TASK TO CARRY OUT
Look for the word "Serialize" in the entries and copy each line where it appears.

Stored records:
[Start of Attachment]

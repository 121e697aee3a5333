use serde::Serialize;

use agentgraph_core::types::AgentConfig;

use super::edge::Edge;

/// A node in the agent graph.
///
/// Wraps the agent key, its resolved config, and the outgoing edges in
/// edge-list order. Nodes hold no parent links; parents are looked up
/// through the [`GraphIndex`](super::GraphIndex).
#[derive(Debug, Clone, Serialize)]
pub struct AgentGraphNode {
    key: String,
    config: AgentConfig,
    edges: Vec<Edge>,
}

impl AgentGraphNode {
    pub fn new(key: impl Into<String>, config: AgentConfig, edges: Vec<Edge>) -> Self {
        Self {
            key: key.into(),
            config,
            edges,
        }
    }

    pub fn key(&self) -> &str {
        &self.key
    }

    pub fn config(&self) -> &AgentConfig {
        &self.config
    }

    /// Outgoing edges, in the order they were declared.
    pub fn edges(&self) -> &[Edge] {
        &self.edges
    }

    /// A node is terminal when it has no outgoing edges.
    pub fn is_terminal(&self) -> bool {
        self.edges.is_empty()
    }

    /// The outgoing edge to `target_key`, if any.
    pub fn edge_to(&self, target_key: &str) -> Option<&Edge> {
        self.edges.iter().find(|e| e.target_key() == target_key)
    }
}

#[cfg(test)]
mod tests {
    use super::*;

    #[test]
    fn test_node_accessors() {
        let config = AgentConfig::enabled("triage", serde_json::json!({"model": "gpt-4"}));
        let node = AgentGraphNode::new(
            "triage",
            config.clone(),
            vec![
                Edge::plain("triage", "billing"),
                Edge::new("triage", "tech", serde_json::json!({"topic": "outage"})),
            ],
        );

        assert_eq!(node.key(), "triage");
        assert_eq!(node.config(), &config);
        assert_eq!(node.edges().len(), 2);
        assert_eq!(node.edges()[0].target_key(), "billing");
        assert_eq!(node.edges()[1].target_key(), "tech");
        assert!(!node.is_terminal());
        assert_eq!(node.edge_to("tech").unwrap().handoff()["topic"], "outage");
        assert!(node.edge_to("nowhere").is_none());
    }

    #[test]
    fn test_terminal_node() {
        let node = AgentGraphNode::new("closeout", AgentConfig::disabled("closeout"), vec![]);
        assert!(node.is_terminal());
    }
}
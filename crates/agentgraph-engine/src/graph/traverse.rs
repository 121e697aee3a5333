use std::collections::HashSet;
use std::convert::Infallible;
use std::time::Instant;

use futures::future::BoxFuture;
use serde::{Deserialize, Serialize};
use tracing::{debug, info};

use agentgraph_core::error::Result;
use agentgraph_core::types::RunId;

use super::context::ExecutionContext;
use super::index::GraphIndex;
use super::node::AgentGraphNode;
use super::order::{forward_levels, reverse_levels, Level};

/// Which way a traversal walks the graph.
#[derive(Debug, Clone, Copy, PartialEq, Eq, Serialize, Deserialize)]
#[serde(rename_all = "snake_case")]
pub enum Direction {
    /// Root first, deepest nodes last.
    Forward,
    /// Terminal nodes first, root last.
    Reverse,
}

impl std::fmt::Display for Direction {
    fn fmt(&self, f: &mut std::fmt::Formatter<'_>) -> std::fmt::Result {
        match self {
            Direction::Forward => write!(f, "forward"),
            Direction::Reverse => write!(f, "reverse"),
        }
    }
}

/// One step of a traversal plan: nodes visited together, in order.
///
/// For forward plans `rank` is the node depth; for reverse plans it counts
/// levels up from the terminal nodes.
#[derive(Debug, Clone, PartialEq, Eq, Serialize, Deserialize)]
pub struct TraversalLevel {
    pub rank: usize,
    pub keys: Vec<String>,
}

/// Async visitor, awaited once per node.
///
/// The node and the context are borrowed for the duration of the returned
/// future. The traversal does not start the next visit until it resolves.
pub trait NodeVisitor<V>: Send {
    fn visit<'a>(
        &'a mut self,
        node: &'a AgentGraphNode,
        context: &'a ExecutionContext<V>,
    ) -> BoxFuture<'a, Result<V>>;
}

/// Outcome of a traversal.
#[derive(Debug, Clone)]
pub struct TraversalResult<V> {
    run_id: RunId,
    root_key: String,
    direction: Direction,
    order: Vec<String>,
    context: ExecutionContext<V>,
    elapsed_ms: u64,
}
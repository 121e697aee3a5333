use std::path::{Path, PathBuf};

use anyhow::Context as _;
use clap::{CommandFactory, Parser, Subcommand};
use futures::future::BoxFuture;
use tracing::{debug, info};
use tracing_subscriber::EnvFilter;

use agentgraph_core::config::AppConfig;
use agentgraph_core::types::AgentConfig;
use agentgraph_core::Result as GraphResult;
use agentgraph_engine::graph::{
    AgentGraph, AgentGraphNode, Direction, ExecutionContext, GraphDocument, NodeVisitor,
};

#[derive(Parser)]
#[command(name = "agentgraph", version, about = "Build and walk agent handoff graphs")]
struct Cli {
    /// Path to config file
    #[arg(short, long, default_value = "agentgraph.toml")]
    config: PathBuf,

    #[command(subcommand)]
    command: Commands,
}

#[derive(Subcommand)]
enum Commands {
    /// Print the visitation levels of a graph
    Plan {
        /// Graph document (.json or .toml)
        graph: PathBuf,
        /// Plan the reverse traversal (terminal nodes first)
        #[arg(long)]
        reverse: bool,
        /// Print levels as JSON
        #[arg(long)]
        json: bool,
    },
    /// Show nodes, their neighbours and outgoing handoffs
    Inspect {
        /// Graph document (.json or .toml)
        graph: PathBuf,
    },
    /// Dry run: walk the graph and collect the handoffs each node receives
    Run {
        /// Graph document (.json or .toml)
        graph: PathBuf,
        #[arg(long)]
        reverse: bool,
    },
    /// Print the effective configuration
    Config,
    /// Generate shell completions
    Completions {
        /// Shell to generate completions for
        #[arg(value_enum)]
        shell: clap_complete::Shell,
    },
}

#[tokio::main]
async fn main() -> anyhow::Result<()> {
    let cli = Cli::parse();

    // Handle completions before config loading
    if let Commands::Completions { shell } = &cli.command {
        let mut cmd = Cli::command();
        clap_complete::generate(*shell, &mut cmd, "agentgraph", &mut std::io::stdout());
        return Ok(());
    }

    let config = AppConfig::load_or_default(&cli.config)
        .with_context(|| format!("loading {}", cli.config.display()))?;

    tracing_subscriber::fmt()
        .with_env_filter(
            EnvFilter::try_from_default_env()
                .unwrap_or_else(|_| EnvFilter::new(&config.log.filter)),
        )
        .with_target(false)
        .with_writer(std::io::stderr)
        .init();

    debug!(config = %cli.config.display(), "Configuration loaded");

    match cli.command {
        Commands::Plan {
            graph,
            reverse,
            json,
        } => {
            let graph = load_graph(&graph, &config)?;
            let levels = graph.index().levels(direction(reverse));
            if json {
                println!("{}", serde_json::to_string_pretty(&levels)?);
            } else {
                for level in &levels {
                    println!("{:>3}  {}", level.rank, level.keys.join(", "));
                }
            }
        }
        Commands::Inspect { graph } => {
            let graph = load_graph(&graph, &config)?;
            print_inspection(&graph);
        }
        Commands::Run { graph, reverse } => {
            let graph = load_graph(&graph, &config)?;
            let mut visitor = HandoffRecorder { graph: &graph };
            let index = graph.index();
            let result = match direction(reverse) {
                Direction::Forward => {
                    index
                        .traverse_async(&mut visitor, ExecutionContext::new())
                        .await?
                }
                Direction::Reverse => {
                    index
                        .reverse_traverse_async(&mut visitor, ExecutionContext::new())
                        .await?
                }
            };
            info!(
                run_id = %result.run_id(),
                visited = result.order().len(),
                elapsed_ms = result.elapsed_ms(),
                "Dry run finished"
            );
            let report = serde_json::json!({
                "run_id": result.run_id().to_string(),
                "direction": result.direction(),
                "order": result.order(),
                "context": result.context().data(),
            });
            println!("{}", serde_json::to_string_pretty(&report)?);
        }
        Commands::Config => {
            print!("{}", toml::to_string_pretty(&config)?);
        }
        Commands::Completions { .. } => {}
    }

    Ok(())
}

fn direction(reverse: bool) -> Direction {
    if reverse {
        Direction::Reverse
    } else {
        Direction::Forward
    }
}

/// Load a graph document and build it.
///
/// Agents come from the document's inline `[agents]` table. A document
/// without one is treated as fully enabled, which is what a dry run wants.
fn load_graph(path: &Path, config: &AppConfig) -> anyhow::Result<AgentGraph> {
    let document = GraphDocument::load(path)
        .with_context(|| format!("reading graph document {}", path.display()))?;

    let built = if document.agents.is_empty() {
        let resolver = |key: &str| AgentConfig::enabled(key, serde_json::json!({}));
        AgentGraph::try_build(&document, &resolver)
    } else {
        AgentGraph::try_build(&document, &document.inline_resolver())
    };
    let graph = built.with_context(|| format!("graph {} is not usable", path.display()))?;

    Ok(graph.with_max_depth_limit(config.traversal.max_depth_limit))
}

fn print_inspection(graph: &AgentGraph) {
    println!("graph: {}", graph.key());
    println!("root:  {}", graph.index().root_key());
    println!();

    for node in graph.index().nodes() {
        let children: Vec<&str> = graph
            .get_child_nodes(node.key())
            .iter()
            .map(|n| n.key())
            .collect();
        let parents: Vec<&str> = graph
            .get_parent_nodes(node.key())
            .iter()
            .map(|n| n.key())
            .collect();
        let marker = if children.is_empty() { " (terminal)" } else { "" };

        println!("{}{}", node.key(), marker);
        println!("  parents:  {}", join_or_dash(&parents));
        println!("  children: {}", join_or_dash(&children));
        for edge in node.edges() {
            println!("  -> {} {}", edge.target_key(), edge.handoff());
        }
    }
}

fn join_or_dash(keys: &[&str]) -> String {
    if keys.is_empty() {
        "-".to_string()
    } else {
        keys.join(", ")
    }
}

/// Dry-run visitor: records the handoff payloads a node receives from
/// neighbours that have already been visited.
struct HandoffRecorder<'g> {
    graph: &'g AgentGraph,
}

impl HandoffRecorder<'_> {
    fn received(
        &self,
        node: &AgentGraphNode,
        context: &ExecutionContext<serde_json::Value>,
    ) -> Vec<serde_json::Value> {
        let mut received = Vec::new();
        // Forward: handoffs on edges from visited parents into this node.
        for parent in self.graph.get_parent_nodes(node.key()) {
            if !context.contains(parent.key()) {
                continue;
            }
            if let Some(edge) = parent.edge_to(node.key()) {
                received.push(serde_json::json!({
                    "from": parent.key(),
                    "handoff": edge.handoff(),
                }));
            }
        }
        // Reverse: results flow back up this node's own edges.
        for edge in node.edges() {
            if edge.is_self_loop() || !context.contains(edge.target_key()) {
                continue;
            }
            if received.iter().any(|r| r["from"] == edge.target_key()) {
                continue;
            }
            received.push(serde_json::json!({
                "from": edge.target_key(),
                "handoff": edge.handoff(),
            }));
        }
        received
    }
}

impl NodeVisitor<serde_json::Value> for HandoffRecorder<'_> {
    fn visit<'a>(
        &'a mut self,
        node: &'a AgentGraphNode,
        context: &'a ExecutionContext<serde_json::Value>,
    ) -> BoxFuture<'a, GraphResult<serde_json::Value>> {
        Box::pin(async move {
            let received = self.received(node, context);
            debug!(node_key = %node.key(), received = received.len(), "Recorded handoffs");
            Ok(serde_json::json!({
                "agent": node.key(),
                "received": received,
            }))
        })
    }
}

[End of Attachment]

RESULT OF THE TASK
use serde::Serialize;
#[derive(Debug, Clone, Serialize)]
use serde::{Deserialize, Serialize};
#[derive(Debug, Clone, Copy, PartialEq, Eq, Serialize, Deserialize)]
#[derive(Debug, Clone, PartialEq, Eq, Serialize, Deserialize)]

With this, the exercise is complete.